Pada bulan ini, tingkat pertukaran resmi telah menyentuh angka 70 bolivar per 1 dolar AS, namun di pasaran gelap, harga tersebut berada pada posisi 100 bolivar per 1 dolar AS minggu lalu.
Pemberlakuan Darurat Ekonomi
Sebelum perbedaan antara nilai tukar resmi dan di pasaran gelap semakin lebar, baik usaha formal maupun tidak formal mengadopsi nilai tukar yang ditetapkan oleh pemerintah dalam melakukan transaksi.
Namun, saat ini, usaha informal seperti pasar pangan di mana kebanyakan penduduk Venezuela berbelanja untuk keperluan makanannya, cenderung mengikuti nilai tukaran mata uang pada pasar gelap. Akibatnya, beberapa produk menjadi sulit dibeli karena harganya yang melambung.
Harga pun naik dalam sektor usaha terstruktur seperti minimarket dan toko alat bangunan, dikarenakan perusahaan mematok harga tersebut dengan dasar estimasi bahwa biaya restock persediaan akan menjadi lebih mahal.
Ekonom Pedro Palma menyebutkan bahwa laju inflasi di Venezuela dapat meroket sebesar 180 hingga 200 persen. Dia memberi peringatan bahwa konsumsi masyarakat akan menurun karena upah yang diterima tak lagi cukup untuk melawan kenaikan harga tersebut. Bahkan beberapa individu berisiko kehilangan sumber pendapatan mereka.
Minggu lalu, presiden Venezuela mengusulkan status darurat dengan memohon penghapusan sementara pajak dan mendesain sistem obligasi pembelian berdasarkan persentase tertentu dari produk dalam negeri guna mendorong penggantian barang impor.
Dia menyambungkan keputusan itu terutama dengan dampak dari tariff Amerika Serikat terhadap perekonomian dunia.
Sebenarnya, permasalahan ekonomi di Venezuela yang terkini muncul sebelum adanya pengumuman dari Trump.
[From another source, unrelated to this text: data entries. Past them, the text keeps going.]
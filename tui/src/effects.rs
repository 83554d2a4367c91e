//! Envelope motion derived from the reveal stage and time spent in it.

use std::time::Duration;

use ratatui::layout::Rect;

use vivento_engine::{
    CONTENT_REVEAL_DELAY, HIDDEN_DELAY, OPENED_DELAY, RevealSequencer, RevealStage,
};

/// Flap swing, measured from `start()`.
const FLAP_DURATION: Duration = CONTENT_REVEAL_DELAY;

/// How the envelope should look on this frame. All fields are in `0.0..=1.0`.
#[derive(Debug, Clone, Copy, PartialEq)]
pub struct EnvelopePose {
    /// 0 = flap down over the seal, 1 = fully open.
    pub flap_open: f32,
    /// 0 = card inside the envelope, 1 = fully out.
    pub card_rise: f32,
    /// 1 = envelope fully drawn, 0 = faded out.
    pub opacity: f32,
    /// Intro scale while the envelope settles in.
    pub scale: f32,
}

impl EnvelopePose {
    const RESTING: Self = Self {
        flap_open: 0.0,
        card_rise: 0.0,
        opacity: 1.0,
        scale: 1.0,
    };
}

#[must_use]
pub fn envelope_pose(sequencer: &RevealSequencer, reduced_motion: bool) -> EnvelopePose {
    pose_for(
        sequencer.stage(),
        sequencer.content_visible(),
        sequencer.time_in_stage(),
        reduced_motion,
    )
}

#[must_use]
pub fn pose_for(
    stage: RevealStage,
    content_visible: bool,
    in_stage: Duration,
    reduced_motion: bool,
) -> EnvelopePose {
    match stage {
        RevealStage::Closed if reduced_motion => EnvelopePose::RESTING,
        RevealStage::Closed => EnvelopePose {
            scale: 0.8 + 0.2 * ease_out_cubic(progress(in_stage, Duration::from_millis(600))),
            ..EnvelopePose::RESTING
        },
        RevealStage::Opening => {
            let card_window = OPENED_DELAY - CONTENT_REVEAL_DELAY;
            let (flap_open, card_rise) = if reduced_motion {
                (1.0, if content_visible { 1.0 } else { 0.0 })
            } else {
                let card = if content_visible {
                    ease_out_cubic(progress(
                        in_stage.saturating_sub(CONTENT_REVEAL_DELAY),
                        card_window,
                    ))
                } else {
                    0.0
                };
                (ease_out_cubic(progress(in_stage, FLAP_DURATION)), card)
            };
            EnvelopePose {
                flap_open,
                card_rise,
                ..EnvelopePose::RESTING
            }
        }
        RevealStage::Opened => {
            let opacity = if reduced_motion {
                1.0
            } else {
                1.0 - ease_out_cubic(progress(in_stage, HIDDEN_DELAY - OPENED_DELAY))
            };
            EnvelopePose {
                flap_open: 1.0,
                card_rise: 1.0,
                opacity,
                scale: 1.0,
            }
        }
        RevealStage::Hidden => EnvelopePose {
            flap_open: 1.0,
            card_rise: 1.0,
            opacity: 0.0,
            scale: 1.0,
        },
    }
}

fn progress(elapsed: Duration, total: Duration) -> f32 {
    if total.is_zero() {
        return 1.0;
    }
    (elapsed.as_secs_f32() / total.as_secs_f32()).clamp(0.0, 1.0)
}

#[must_use]
pub fn scale_rect(base: Rect, scale: f32) -> Rect {
    let width = (f32::from(base.width) * scale).round() as u16;
    let height = (f32::from(base.height) * scale).round() as u16;
    let width = width.max(1).min(base.width);
    let height = height.max(1).min(base.height);
    let x = base.x + (base.width.saturating_sub(width) / 2);
    let y = base.y + (base.height.saturating_sub(height) / 2);
    Rect {
        x,
        y,
        width,
        height,
    }
}

#[must_use]
pub fn ease_out_cubic(t: f32) -> f32 {
    let t = t.clamp(0.0, 1.0);
    let inv = 1.0 - t;
    1.0 - inv * inv * inv
}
Sejumlah waktu lalu, dia pun menyatakan pengurangan jam kerja bagi pegawai negeri, sehingga memungkinkan mereka memiliki kesempatan untuk mencari pekerjaan sampingan guna menambah pendapatan minimal perbulan sebesar 1,65 dolar AS serta subsidi sebanyak 100 dolar AS.
Namun, kebanyakan perusahaan tidak melakukan perekrutan, dan sejumlah usaha saat ini malah memberi gaji kepada pekerjanya dalam bentuk bolivar daripada dolar AS.
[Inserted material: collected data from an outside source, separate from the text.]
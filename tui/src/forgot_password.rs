use ratatui::{
    Frame,
    layout::{Alignment, Rect},
    style::{Modifier, Style},
    text::{Line, Span},
    widgets::{Block, BorderType, Borders, Clear, Paragraph, Wrap},
};
use unicode_width::UnicodeWidthStr;

use vivento_engine::{App, ResetFormState};

use crate::theme::{Glyphs, Palette, styles};

const CARD_WIDTH: u16 = 64;
const CARD_HEIGHT: u16 = 14;
const EMAIL_PLACEHOLDER: &str = "email@example.com";

pub(crate) fn draw_forgot_password(
    frame: &mut Frame,
    app: &App,
    palette: &Palette,
    glyphs: &Glyphs,
) {
    let area = frame.area();
    let width = CARD_WIDTH.min(area.width.saturating_sub(2));
    let height = CARD_HEIGHT.min(area.height);
    let card = Rect {
        x: area.x + area.width.saturating_sub(width) / 2,
        y: area.y + area.height.saturating_sub(height) / 3,
        width,
        height,
    };
    let content_width = width.saturating_sub(4) as usize;

    let form = app.reset_form();
    let lines = match form.state() {
        ResetFormState::Editing { input, error } => {
            let mut lines = intro_lines(palette);
            lines.push(Line::from(Span::styled("E-poçt", styles::body(palette))));
            lines.push(input_line(input, content_width, palette));
            match error {
                Some(err) => lines.push(Line::from(Span::styled(
                    format!("{} {err}", glyphs.cross),
                    styles::error(palette),
                ))),
                None => lines.push(Line::from("")),
            }
            lines.push(Line::from(""));
            lines.push(hint_line(
                &[("Enter", "Şifrə bərpa linki göndər"), ("Esc", "geri")],
                palette,
            ));
            lines
        }
        ResetFormState::Submitting { email } => {
            let mut lines = intro_lines(palette);
            lines.push(Line::from(Span::styled("E-poçt", styles::body(palette))));
            lines.push(input_line(email.as_str(), content_width, palette));
            lines.push(Line::from(""));
            lines.push(Line::from(Span::styled(
                "Göndərilir…",
                Style::default()
                    .fg(palette.accent)
                    .add_modifier(Modifier::ITALIC),
            )));
            lines
        }
        ResetFormState::Sent { email } => vec![
            Line::from(""),
            Line::from(Span::styled(
                format!("{} E-poçtunuzu yoxlayın", glyphs.check),
                Style::default()
                    .fg(palette.success)
                    .add_modifier(Modifier::BOLD),
            )),
            Line::from(""),
            Line::from(vec![
                Span::styled("Əgər ", styles::body(palette)),
                Span::styled(email.as_str().to_string(), styles::heading(palette)),
                Span::styled(
                    " ünvanı ilə hesab mövcuddursa, şifrə bərpa linki göndərildi.",
                    styles::body(palette),
                ),
            ]),
            Line::from(""),
            hint_line(
                &[("t", "Başqa e-poçt yoxla"), ("Esc", "geri qayıt")],
                palette,
            ),
        ],
    };

    let widget = Paragraph::new(lines)
        .alignment(Alignment::Center)
        .wrap(Wrap { trim: false })
        .block(
            Block::default()
                .borders(Borders::ALL)
                .border_type(BorderType::Rounded)
                .border_style(styles::highlight_border(palette))
                .style(Style::default().bg(palette.bg_panel))
                .title(Span::styled(" Vivento ", styles::brand(palette))),
        );
    frame.render_widget(Clear, card);
    frame.render_widget(widget, card);
}

fn intro_lines(palette: &Palette) -> Vec<Line<'static>> {
    vec![
        Line::from(""),
        Line::from(Span::styled("Şifrəni unutdunuz?", styles::heading(palette))),
        Line::from(Span::styled(
            "E-poçt ünvanınızı daxil edin və şifrə bərpa linkini göndərək",
            styles::muted(palette),
        )),
        Line::from(""),
    ]
}

/// Single-line input showing the tail of long addresses, with a block cursor.
fn input_line(value: &str, width: usize, palette: &Palette) -> Line<'static> {
    let field_width = width.saturating_sub(4).max(8);
    if value.is_empty() {
        return Line::from(vec![
            Span::styled("[ ", styles::border(palette)),
            Span::styled(
                format!("{EMAIL_PLACEHOLDER:<field_width$}"),
                styles::muted(palette),
            ),
            Span::styled(" ]", styles::border(palette)),
        ]);
    }

    let mut shown = value.to_string();
    while shown.width() >= field_width {
        let mut chars = shown.chars();
        chars.next();
        shown = chars.as_str().to_string();
    }
    let pad = field_width.saturating_sub(shown.width() + 1);
    Line::from(vec![
        Span::styled("[ ", styles::border(palette)),
        Span::styled(shown, Style::default().fg(palette.text_primary)),
        Span::styled(" ", Style::default().bg(palette.text_primary)),
        Span::raw(" ".repeat(pad)),
        Span::styled(" ]", styles::border(palette)),
    ])
}

fn hint_line(hints: &[(&'static str, &'static str)], palette: &Palette) -> Line<'static> {
    let mut spans = Vec::new();
    for (key, label) in hints {
        spans.push(Span::styled(format!(" {key}"), styles::key_highlight(palette)));
        spans.push(Span::styled(format!(" {label} "), styles::key_hint(palette)));
    }
    Line::from(spans)
}
//! Core domain types for Vivento.
//!
//! This crate contains pure domain types with no IO, no async, and minimal dependencies.
//! Everything here can be used from any layer of the application.

// Pedantic lint configuration - these are intentional design choices
#![allow(clippy::missing_errors_doc)] // Result-returning functions are self-explanatory
#![allow(clippy::missing_panics_doc)] // Panics are documented in assertions

mod content;
mod email;
mod options;
mod reveal;
mod site;

pub use content::{Slide, Template, active_slides};
pub use email::{EmailAddress, EmailError};
pub use options::UiOptions;
pub use reveal::{ColorScheme, RevealStage};
pub use site::{
    DEFAULT_HERO_SUBTITLE, DEFAULT_HERO_TITLE, SiteSettings, SiteSettingsPatch, SocialLinks,
    SocialLinksPatch,
};

/// Truncate `raw` to at most `max` characters, appending an ellipsis when cut.
#[must_use]
pub fn truncate_with_ellipsis(raw: &str, max: usize) -> String {
    if max == 0 {
        return String::new();
    }
    if raw.chars().count() <= max {
        return raw.to_string();
    }
    let mut out: String = raw.chars().take(max.saturating_sub(1)).collect();
    out.push('…');
    out
}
Peristiwa ini telah mendorong kebutuhan akan dolar AS di bursa black market lantaran institusi pertukaran uang mengurangi ketersediaannya bagi publik.
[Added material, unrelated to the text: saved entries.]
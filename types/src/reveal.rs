//! Envelope reveal vocabulary shared by the engine and the renderer.

use serde::{Deserialize, Serialize};

/// Phase of the envelope reveal.
///
/// Variants are declared in reveal order, so `Ord` doubles as "how far along".
#[derive(Debug, Clone, Copy, PartialEq, Eq, PartialOrd, Ord, Hash, Default)]
pub enum RevealStage {
    #[default]
    Closed,
    Opening,
    Opened,
    Hidden,
}

impl RevealStage {
    #[must_use]
    pub const fn is_terminal(self) -> bool {
        matches!(self, Self::Hidden)
    }

    #[must_use]
    pub const fn as_str(self) -> &'static str {
        match self {
            Self::Closed => "closed",
            Self::Opening => "opening",
            Self::Opened => "opened",
            Self::Hidden => "hidden",
        }
    }
}

/// Cosmetic palette selector for the envelope.
///
/// Parsing never fails: unknown names resolve to [`ColorScheme::Premium`].
#[derive(Debug, Clone, Copy, PartialEq, Eq, Hash, Default, Serialize, Deserialize)]
#[serde(from = "String", into = "&'static str")]
pub enum ColorScheme {
    #[default]
    Premium,
    Classic,
    Modern,
}

impl ColorScheme {
    #[must_use]
    pub fn parse(raw: &str) -> Self {
        match raw.trim().to_ascii_lowercase().as_str() {
            "classic" => Self::Classic,
            "modern" => Self::Modern,
            _ => Self::Premium,
        }
    }

    #[must_use]
    pub const fn as_str(self) -> &'static str {
        match self {
            Self::Premium => "premium",
            Self::Classic => "classic",
            Self::Modern => "modern",
        }
    }
}

impl From<String> for ColorScheme {
    fn from(value: String) -> Self {
        Self::parse(&value)
    }
}

impl From<&str> for ColorScheme {
    fn from(value: &str) -> Self {
        Self::parse(value)
    }
}

impl From<ColorScheme> for &'static str {
    fn from(value: ColorScheme) -> Self {
        value.as_str()
    }
}
use std::fmt;
use std::sync::LazyLock;

use regex::Regex;
use serde::{Deserialize, Serialize};
use thiserror::Error;

static EMAIL_PATTERN: LazyLock<Regex> =
    LazyLock::new(|| Regex::new(r"^[^\s@]+@[^\s@]+\.[^\s@]+$").expect("email pattern is valid"));

#[derive(Debug, Clone, Copy, PartialEq, Eq, Error)]
pub enum EmailError {
    #[error("email address is empty")]
    Empty,
    #[error("email address is malformed")]
    Malformed,
}

/// A syntactically plausible email address (`local@domain.tld`).
///
/// This is the same shape check the signup pages use; it does not prove deliverability.
#[derive(Debug, Clone, PartialEq, Eq, Hash, Serialize, Deserialize)]
#[serde(try_from = "String", into = "String")]
pub struct EmailAddress(String);

impl EmailAddress {
    pub fn parse(raw: impl AsRef<str>) -> Result<Self, EmailError> {
        let trimmed = raw.as_ref().trim();
        if trimmed.is_empty() {
            return Err(EmailError::Empty);
        }
        if !EMAIL_PATTERN.is_match(trimmed) {
            return Err(EmailError::Malformed);
        }
        Ok(Self(trimmed.to_string()))
    }

    #[must_use]
    pub fn as_str(&self) -> &str {
        &self.0
    }
}

impl TryFrom<String> for EmailAddress {
    type Error = EmailError;

    fn try_from(value: String) -> Result<Self, Self::Error> {
        Self::parse(value)
    }
}

impl From<EmailAddress> for String {
    fn from(value: EmailAddress) -> Self {
        value.0
    }
}

impl fmt::Display for EmailAddress {
    fn fmt(&self, f: &mut fmt::Formatter<'_>) -> fmt::Result {
        f.write_str(&self.0)
    }
}

#[cfg(test)]
mod tests {
    use super::{EmailAddress, EmailError};

    #[test]
    fn accepts_plain_address() {
        let email = EmailAddress::parse("  leyla@vivento.az ").unwrap();
        assert_eq!(email.as_str(), "leyla@vivento.az");
    }

    #[test]
    fn rejects_empty_and_whitespace() {
        assert_eq!(EmailAddress::parse(""), Err(EmailError::Empty));
        assert_eq!(EmailAddress::parse("   "), Err(EmailError::Empty));
    }

    #[test]
    fn rejects_malformed_shapes() {
        for raw in ["leyla", "leyla@", "@vivento.az", "leyla@vivento", "a b@c.d", "a@@b.c"] {
            assert_eq!(
                EmailAddress::parse(raw),
                Err(EmailError::Malformed),
                "{raw} should be rejected"
            );
        }
    }

    #[test]
    fn serializes_as_plain_string() {
        let email = EmailAddress::parse("a@b.co").unwrap();
        assert_eq!(serde_json::to_string(&email).unwrap(), "\"a@b.co\"");
        assert!(serde_json::from_str::<EmailAddress>("\"nope\"").is_err());
    }
}
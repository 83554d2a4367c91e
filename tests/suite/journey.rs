//! Landing and password-reset journeys against a mock backend.

use crossterm::event::{KeyCode, KeyEvent, KeyModifiers};

use vivento_engine::{
    App, LaunchSettings, Page, ResetError, ResetFormState, SiteSettings, SliderState, ToastKind,
    builtin_templates,
};

use crate::common::{
    launch_for, mount_backend_down, mount_forgot_password, mount_landing_content, press,
    pump_until, start_backend, type_text,
};

#[tokio::test]
async fn landing_shows_backend_content() {
    let server = start_backend().await;
    mount_landing_content(&server).await;

    let mut app = App::new(&launch_for(&server, None)).unwrap();
    app.load();
    pump_until(&mut app, |app| app.fetches_in_flight() == 0).await;

    let SliderState::Carousel { slides, current } = app.slider().state() else {
        panic!("expected carousel, got {:?}", app.slider().state());
    };
    assert_eq!(*current, 0);
    let ids: Vec<_> = slides.iter().map(|s| s.id.as_str()).collect();
    assert_eq!(ids, ["s1", "s2"]);

    let settings = app.site_settings();
    assert_eq!(settings.hero_title, "Xoş gəlmisiniz");
    // Fields the backend left out keep their defaults.
    assert_eq!(settings.hero_subtitle, SiteSettings::default().hero_subtitle);
    assert_eq!(
        settings.social.instagram.as_deref(),
        Some("https://instagram.com/vivento")
    );

    let names: Vec<_> = app
        .featured_templates()
        .iter()
        .map(|t| t.name.as_str())
        .collect();
    assert_eq!(names, ["Qızılı Toy", "Bahar"]);
    assert!(app.toasts().is_empty());
}

#[tokio::test]
async fn slide_keys_navigate_and_wrap() {
    let server = start_backend().await;
    mount_landing_content(&server).await;

    let mut app = App::new(&launch_for(&server, None)).unwrap();
    app.load();
    pump_until(&mut app, |app| app.fetches_in_flight() == 0).await;

    press(&mut app, KeyCode::Right);
    assert_eq!(app.slider().current_index(), Some(1));
    press(&mut app, KeyCode::Char('l'));
    assert_eq!(app.slider().current_index(), Some(0));
    press(&mut app, KeyCode::Left);
    assert_eq!(app.slider().current_index(), Some(1));
    press(&mut app, KeyCode::Char('1'));
    assert_eq!(app.slider().current_index(), Some(0));
    // Out of range: ignored.
    press(&mut app, KeyCode::Char('9'));
    assert_eq!(app.slider().current_index(), Some(0));
}

#[tokio::test]
async fn unreachable_backend_keeps_defaults() {
    let server = start_backend().await;
    mount_backend_down(&server).await;

    let mut app = App::new(&launch_for(&server, None)).unwrap();
    app.load();
    pump_until(&mut app, |app| app.fetches_in_flight() == 0).await;

    assert_eq!(app.slider().state(), &SliderState::Fallback);
    assert_eq!(app.site_settings(), &SiteSettings::default());
    assert_eq!(app.featured_templates(), builtin_templates().as_slice());
    assert_eq!(
        app.toasts().iter().map(|t| t.kind).collect::<Vec<_>>(),
        [ToastKind::Error]
    );

    // Arrow keys on the fallback hero do nothing.
    press(&mut app, KeyCode::Right);
    assert_eq!(app.slider().current_index(), None);
}

#[tokio::test]
async fn refresh_key_reloads_after_recovery() {
    let server = start_backend().await;
    mount_backend_down(&server).await;

    let mut app = App::new(&launch_for(&server, None)).unwrap();
    app.load();
    pump_until(&mut app, |app| app.fetches_in_flight() == 0).await;
    assert_eq!(app.slider().state(), &SliderState::Fallback);

    server.reset().await;
    mount_landing_content(&server).await;

    press(&mut app, KeyCode::Char('r'));
    assert!(app.slider().is_loading());
    assert!(app.settings_loading());
    pump_until(&mut app, |app| app.fetches_in_flight() == 0).await;

    assert_eq!(app.slider().len(), 2);
    assert_eq!(app.site_settings().hero_title, "Xoş gəlmisiniz");
}

#[tokio::test]
async fn password_reset_round_trip() {
    let server = start_backend().await;
    mount_forgot_password(&server, 200).await;

    let mut app = App::new(&launch_for(&server, None)).unwrap();
    press(&mut app, KeyCode::Char('f'));
    assert_eq!(app.page(), Page::ForgotPassword);

    type_text(&mut app, "aysel@vivento.az");
    press(&mut app, KeyCode::Enter);
    assert!(app.reset_form().is_submitting());

    pump_until(&mut app, |app| !app.reset_form().is_submitting()).await;
    let ResetFormState::Sent { email } = app.reset_form().state() else {
        panic!("expected Sent, got {:?}", app.reset_form().state());
    };
    assert_eq!(email.as_str(), "aysel@vivento.az");
    assert_eq!(
        app.toasts().iter().map(|t| t.kind).collect::<Vec<_>>(),
        [ToastKind::Success]
    );

    press(&mut app, KeyCode::Char('t'));
    assert_eq!(app.reset_form().input(), "aysel@vivento.az");
    press(&mut app, KeyCode::Esc);
    assert_eq!(app.page(), Page::Landing);
}

#[tokio::test]
async fn failed_reset_request_still_confirms() {
    let server = start_backend().await;
    mount_forgot_password(&server, 404).await;

    let mut app = App::new(&launch_for(&server, None)).unwrap();
    app.show_forgot_password();
    type_text(&mut app, "ramil@example.com");
    press(&mut app, KeyCode::Enter);

    pump_until(&mut app, |app| !app.reset_form().is_submitting()).await;
    assert!(matches!(
        app.reset_form().state(),
        ResetFormState::Sent { .. }
    ));
    assert_eq!(
        app.toasts().iter().map(|t| t.kind).collect::<Vec<_>>(),
        [ToastKind::Info]
    );
}

#[test]
fn invalid_addresses_stay_on_the_form() {
    let mut app = App::new(&LaunchSettings {
        backend_url: "http://127.0.0.1:9".to_string(),
        envelope: None,
        ..LaunchSettings::default()
    })
    .unwrap();
    press(&mut app, KeyCode::Char('f'));

    press(&mut app, KeyCode::Enter);
    assert_eq!(app.reset_form().error(), Some(ResetError::EmptyEmail));

    type_text(&mut app, "not-an-email");
    assert_eq!(app.reset_form().error(), None);
    press(&mut app, KeyCode::Enter);
    assert_eq!(app.reset_form().error(), Some(ResetError::InvalidEmail));
    assert_eq!(app.fetches_in_flight(), 0);

    vivento_tui::apply_key(
        &mut app,
        KeyEvent::new(KeyCode::Char('u'), KeyModifiers::CONTROL),
    );
    assert_eq!(app.reset_form().input(), "");

    type_text(&mut app, "ab");
    press(&mut app, KeyCode::Backspace);
    assert_eq!(app.reset_form().input(), "a");
}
Pertumbuhan ekonomi terbaru merupakan ancaman utama bagi banyak warga Venezuela. Kekhawatan ini sangat besar sampai survei nasional yang diadakan menjelang pemilu mengungkapkan bahwa hampir satu per empat populasi mempertimbangkan untuk pindah ke negara lain, khususnya disebabkan oleh masalah ekonomi.
Namun, pada kenyataannya, kebanyakan orang sepertinya sudah tidak lagi memikirkan hal tersebut, salah satunya disebabkan oleh tindakan keras yang dilancarkan Donald Trump terhadap imigrasi tanpa izin.